- **Task objective**:
Find the word "OverlayTransition" in the records below. List each line containing it.

- **Records**:
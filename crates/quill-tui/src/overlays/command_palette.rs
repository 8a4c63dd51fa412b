#![allow(clippy::cast_possible_truncation)]

use crossterm::event::{KeyCode, KeyEvent, KeyModifiers};
use ratatui::Frame;
use ratatui::layout::{Alignment, Rect};
use ratatui::style::{Color, Modifier, Style};
use ratatui::text::{Line, Span};
use ratatui::widgets::{List, ListItem, ListState, Paragraph};

use super::{OverlayRequest, OverlayUpdate};
use crate::common::commands::{COMMANDS, Command};
use crate::effects::UiEffect;
use crate::mutations::{EditorMutation, StateMutation, TranscriptMutation};
use crate::state::TuiState;
use crate::theme::Theme;

#[derive(Debug, Clone)]
pub struct CommandPaletteState {
    pub filter: String,
    pub selected: usize,
}

impl CommandPaletteState {
    pub fn open() -> (Self, Vec<UiEffect>) {
        (
            Self {
                filter: String::new(),
                selected: 0,
            },
            vec![],
        )
    }

    pub fn render(&self, frame: &mut Frame, area: Rect, input_y: u16, theme: &Theme) {
        render_command_palette(frame, self, area, input_y, theme);
    }

    pub fn handle_key(&mut self, tui: &TuiState, key: KeyEvent) -> OverlayUpdate {
        let ctrl = key.modifiers.contains(KeyModifiers::CONTROL);

        match key.code {
            KeyCode::Esc => OverlayUpdate::close(),
            KeyCode::Char('c') if ctrl => OverlayUpdate::close(),
            KeyCode::Up => {
                let count = self.filtered_commands().len();
                if count > 0 && self.selected > 0 {
                    self.selected -= 1;
                }
                OverlayUpdate::stay()
            }
            KeyCode::Down => {
                let count = self.filtered_commands().len();
                if count > 0 && self.selected < count - 1 {
                    self.selected += 1;
                }
                OverlayUpdate::stay()
            }
            KeyCode::Enter | KeyCode::Tab => {
                if let Some(cmd_name) = self.selected_command_name() {
                    let (open_overlay, effects, mutations) = execute_command(tui, cmd_name);
                    let update = match open_overlay {
                        Some(request) => OverlayUpdate::open(request),
                        None => OverlayUpdate::close(),
                    };
                    update.with_ui_effects(effects).with_mutations(mutations)
                } else {
                    OverlayUpdate::close()
                }
            }
            KeyCode::Backspace => {
                self.filter.pop();
                self.clamp_selection();
                OverlayUpdate::stay()
            }
            KeyCode::Char(c) if !ctrl => {
                self.filter.push(c);
                self.clamp_selection();
                OverlayUpdate::stay()
            }
            _ => OverlayUpdate::stay(),
        }
    }

    pub fn filtered_commands(&self) -> Vec<&'static Command> {
        if self.filter.is_empty() {
            COMMANDS.iter().collect()
        } else {
            COMMANDS
                .iter()
                .filter(|cmd| cmd.matches(&self.filter))
                .collect()
        }
    }

    pub fn clamp_selection(&mut self) {
        let count = self.filtered_commands().len();
        if count == 0 {
            self.selected = 0;
        } else {
            self.selected = self.selected.min(count - 1);
        }
    }

    fn selected_command_name(&self) -> Option<&'static str> {
        let filtered = self.filtered_commands();
        filtered.get(self.selected).map(|cmd| cmd.name)
    }
}

fn execute_command(
    tui: &TuiState,
    cmd_name: &str,
) -> (Option<OverlayRequest>, Vec<UiEffect>, Vec<StateMutation>) {
    match cmd_name {
        "clear" => (
            None,
            vec![],
            vec![
                StateMutation::Transcript(TranscriptMutation::Clear),
                StateMutation::Editor(EditorMutation::Reset),
                StateMutation::Notice("Conversation cleared.".to_string()),
            ],
        ),
        "editor" => {
            if tui.is_agent_busy() {
                (
                    None,
                    vec![],
                    vec![StateMutation::Notice(
                        "Agent is busy, wait for the reply to finish.".to_string(),
                    )],
                )
            } else {
                (
                    None,
                    vec![UiEffect::OpenExternalEditor {
                        text: tui.editor.buffer.text(),
                    }],
                    vec![],
                )
            }
        }
        "quit" => (Some(OverlayRequest::QuitConfirm), vec![], vec![]),
        _ => (None, vec![], vec![]),
    }
}

pub fn render_command_palette(
    frame: &mut Frame,
    palette: &CommandPaletteState,
    area: Rect,
    input_top_y: u16,
    theme: &Theme,
) {
    use super::render_utils::{
        InputHint, InputLine, OverlayConfig, render_input_line, render_overlay, render_separator,
    };

    let commands = palette.filtered_commands();

    let max_width = area.width.saturating_sub(4);
    let palette_width = max_width.clamp(20, 60);
    // +1 for description line
    let palette_height = (commands.len() as u16 + 7).max(8);

    let hints = [
        InputHint::new("↑↓", "navigate"),
        InputHint::new("Enter", "select"),
        InputHint::new("Esc", "cancel"),
    ];
    let layout = render_overlay(
        frame,
        area,
        input_top_y,
        theme,
        &OverlayConfig {
            title: "Commands",
            border_color: theme.accent,
            width: palette_width,
            height: palette_height,
            hints: &hints,
        },
    );

    let filter_area = Rect::new(layout.body.x, layout.body.y, layout.body.width, 1);
    render_input_line(
        frame,
        filter_area,
        &InputLine {
            value: &palette.filter,
            prompt: "> ",
            prompt_color: theme.dim,
            text_color: theme.accent,
            cursor_color: theme.accent,
        },
    );

    render_separator(frame, layout.body, theme, 1);

    // -1 for description line
    let list_height = layout.body.height.saturating_sub(4);
    let list_area = Rect::new(
        layout.body.x,
        layout.body.y + 2,
        layout.body.width,
        list_height,
    );

    let items: Vec<ListItem> = if commands.is_empty() {
        vec![ListItem::new(Line::from(Span::styled(
            "  No matching commands",
            Style::default().fg(theme.dim),
        )))]
    } else {
        let max_name_len = commands.iter().map(|c| c.name.len()).max().unwrap_or(0);

        commands
            .iter()
            .enumerate()
            .map(|(idx, cmd)| {
                let is_selected = idx == palette.selected;
                let name_style = if is_selected {
                    Style::default()
                        .fg(Color::White)
                        .add_modifier(Modifier::BOLD)
                } else {
                    Style::default().fg(theme.dim)
                };

                let mut spans = vec![Span::styled(
                    format!("{:<width$}", cmd.name, width = max_name_len),
                    name_style,
                )];

                // Aliases column (dimmed, right side)
                if !cmd.aliases.is_empty() {
                    let aliases = cmd.aliases.join(", ");
                    let available = list_area.width.saturating_sub(4) as usize;
                    let padding = available.saturating_sub(max_name_len + aliases.len());

                    spans.push(Span::styled(
                        format!("{:>width$}", aliases, width = padding + aliases.len()),
                        Style::default().fg(theme.dim).add_modifier(Modifier::DIM),
                    ));
                }

                ListItem::new(Line::from(spans))
            })
            .collect()
    };

    let list = List::new(items)
        .highlight_style(Style::default().bg(theme.accent))
        .highlight_symbol("▶ ");

    let mut list_state = ListState::default();
    if !commands.is_empty() {
        list_state.select(Some(palette.selected));
    }
    frame.render_stateful_widget(list, list_area, &mut list_state);

    render_separator(frame, layout.body, theme, 2 + list_height);

    // Selected command description (centered)
    let description = commands
        .get(palette.selected)
        .map_or("", |cmd| cmd.description);
    let desc_area = Rect::new(
        layout.body.x,
        layout.body.y + 3 + list_height,
        layout.body.width,
        1,
    );
    let desc_paragraph = Paragraph::new(Line::from(Span::styled(
        description,
        Style::default().fg(theme.dim),
    )))
    .alignment(Alignment::Center);
    frame.render_widget(desc_paragraph, desc_area);
}

#[cfg(test)]
mod tests {
    use std::path::PathBuf;

    use crossterm::event::{KeyEventKind, KeyEventState};
    use quill_core::config::Config;

    use super::*;
    use crate::overlays::OverlayTransition;

    fn make_tui() -> TuiState {
        TuiState::new(Config::default(), PathBuf::from("."))
    }

    fn make_key_event(code: KeyCode) -> KeyEvent {
        KeyEvent {
            code,
            modifiers: KeyModifiers::NONE,
            kind: KeyEventKind::Press,
            state: KeyEventState::NONE,
        }
    }

    #[test]
    fn empty_filter_lists_every_command() {
        let (state, effects) = CommandPaletteState::open();
        assert!(effects.is_empty());
        assert_eq!(state.filtered_commands().len(), COMMANDS.len());
    }

    #[test]
    fn filter_matches_names_and_aliases() {
        let (mut state, _) = CommandPaletteState::open();
        state.filter = "ed".to_string();
        let names: Vec<&str> = state.filtered_commands().iter().map(|c| c.name).collect();
        assert_eq!(names, vec!["editor"]);

        state.filter = "exit".to_string();
        let names: Vec<&str> = state.filtered_commands().iter().map(|c| c.name).collect();
        assert_eq!(names, vec!["quit"]);
    }

    #[test]
    fn narrowing_filter_clamps_selection() {
        let (mut state, _) = CommandPaletteState::open();
        state.selected = COMMANDS.len() - 1;
        state.filter = "clear".to_string();
        state.clamp_selection();
        assert_eq!(state.selected, 0);
    }

    #[test]
    fn clear_resets_transcript_and_draft() {
        let tui = make_tui();
        let (overlay, effects, mutations) = execute_command(&tui, "clear");
        assert!(overlay.is_none());
        assert!(effects.is_empty());
        assert!(mutations.iter().any(|m| matches!(
            m,
            StateMutation::Transcript(TranscriptMutation::Clear)
        )));
        assert!(
            mutations
                .iter()
                .any(|m| matches!(m, StateMutation::Editor(EditorMutation::Reset)))
        );
    }

    #[test]
    fn editor_command_carries_draft_text() {
        let mut tui = make_tui();
        tui.editor.buffer.insert_str("draft in progress");

        let (_, effects, mutations) = execute_command(&tui, "editor");
        assert!(mutations.is_empty());
        assert!(matches!(
            &effects[0],
            UiEffect::OpenExternalEditor { text } if text == "draft in progress"
        ));
    }

    #[test]
    fn editor_command_warns_while_agent_is_busy() {
        let mut tui = make_tui();
        tui.tasks.agent_turn.active = Some(crate::common::TaskId(1));

        let (overlay, effects, mutations) = execute_command(&tui, "editor");
        assert!(overlay.is_none());
        assert!(effects.is_empty());
        assert!(
            mutations
                .iter()
                .any(|m| matches!(m, StateMutation::Notice(_)))
        );
    }

    #[test]
    fn quit_command_opens_confirmation() {
        let tui = make_tui();
        let (overlay, effects, _) = execute_command(&tui, "quit");
        assert!(matches!(overlay, Some(OverlayRequest::QuitConfirm)));
        assert!(effects.is_empty());
    }

    #[test]
    fn enter_executes_selected_command() {
        let tui = make_tui();
        let (mut state, _) = CommandPaletteState::open();
        state.filter = "quit".to_string();
        state.clamp_selection();

        let update = state.handle_key(&tui, make_key_event(KeyCode::Enter));
        assert!(matches!(
            update.transition,
            OverlayTransition::Open(OverlayRequest::QuitConfirm)
        ));
    }

    #[test]
    fn esc_closes_without_effects() {
        let tui = make_tui();
        let (mut state, _) = CommandPaletteState::open();
        let update = state.handle_key(&tui, make_key_event(KeyCode::Esc));
        assert!(matches!(update.transition, OverlayTransition::Close));
        assert!(update.effects.is_empty());
        assert!(update.mutations.is_empty());
    }
}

- **Result of this exercise**:
    use crate::overlays::OverlayTransition;
            OverlayTransition::Open(OverlayRequest::QuitConfirm)
        assert!(matches!(update.transition, OverlayTransition::Close));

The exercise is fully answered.